View Full Version : Cake "congestion" precautions?
tustinfarm
06-28-2025, 12:05 PM
Normally I use the end of a dock every 4th of July for some cakes and shells. The quantity keeps increasing up each year, and I have now reached the point where the dock will be quite congested with cakes and racks. I've always tried to spread things out as much as possible to prevent stray ignition. Shooting a mixture of 1.4g consumer and 1.4 professional items. Fire everything with ematch and remote control. But I am wondering if there are any tricks to preventing ignition surprises when cakes are packed very close together or touching. I suppose there is some less need for bracing the cakes when they could literally be taped into bundles with ductape. On the racks I typically use Al foil to reduce ignition surprises, despite the mess afterwards.
MontanaMike
06-28-2025, 05:46 PM
Given the number of cakes that turn into a full-blown conflagration after they finish, I expect you might have a real problem if you have too many cakes too close together...foil or no foil.

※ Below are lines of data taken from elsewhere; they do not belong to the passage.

// SPDX-License-Identifier: MIT
//! # Square Crop Planning
//!
//! Preview output is always square. The plan takes the largest centered square
//! from the input frame and maps it onto an `out_side × out_side` canvas.
//! Rotation is applied after scaling, so it never changes the plan.

/// Represents a 2D size with width and height in pixels.
#[derive(Clone, Copy, Debug, PartialEq, Eq)]
pub struct Size {
    pub w: u32,
    pub h: u32,
}

impl Size {
    /// Number of pixels covered by this size.
    pub fn area(&self) -> usize {
        self.w as usize * self.h as usize
    }
}

/// Crop rectangle plus output side for a square rescale.
#[derive(Clone, Copy, Debug, PartialEq, Eq)]
pub struct SquareCropPlan {
    /// Original input dimensions
    pub input: Size,
    /// Left edge of the crop square in input pixels
    pub left: u32,
    /// Top edge of the crop square in input pixels
    pub top: u32,
    /// Side of the crop square in input pixels
    pub side: u32,
    /// Side of the square output canvas
    pub out_side: u32,
}

impl SquareCropPlan {
    /// Bytes needed for a BGRA8 output buffer.
    pub fn out_len_bgra(&self) -> usize {
        self.out_side as usize * self.out_side as usize * 4
    }
}

/// Compute a centered square crop for `input` rescaled to `out_side`.
///
/// Degenerate sizes are clamped to 1px so downstream buffer math never sees zero.
pub fn build_square_plan(input: Size, out_side: u32) -> SquareCropPlan {
    let side = input.w.min(input.h).max(1);
    SquareCropPlan {
        input,
        left: input.w.saturating_sub(side) / 2,
        top: input.h.saturating_sub(side) / 2,
        side,
        out_side: out_side.max(1),
    }
}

We do our show on a field, and we use the 10' initiators so we can spread things out as far as possible from each other. Still it seems like every year, SOMEthing goes up at the wrong time. Fountains are especially prone to starting their neighbors on fire. This year I'm trying to avoid that by adding 25 feet of scab wire into all of my fountains' initiator wires.
tustinfarm
06-29-2025, 06:40 AM
Yeah, the tendency of cakes to flare up as the cardboard burns afterwards is my nemesis...the best I can do is to position them in zones that are going to be fired in a similar section of the show sequence. It also occurs to me that for cakes that have to physically touch I essentially need a firewall. A thin slice of material that is fire resistant and also acts as a heat barrier to delay ignition caused by a used cake that goes up in flames. The last remedy would be to pause the sequence long enough for a burning cake to be doused, but that is a risky thing in itself with all of the live material present.
morrison2951
06-29-2025, 09:20 PM
I have experienced the occasional unexpected cake firing due to proximity on a dock.... I guess it's better to have fired then not at all, so there's that.
KDirk
07-02-2025, 12:15 AM
I kind of like the cake fires, and use them to my advantage. I usually have a burn pile or burn barrel on site during the show, and will throw cakes and other paper waste on/in it so as to reduced the amount of trash that needs disposal after the show is over. Granted, I'm shooting way out in the sticks where there are no ordinances on open burning, and I make a point of not getting plastics and such in the burn waste pile, in order to avoid toxic fumes.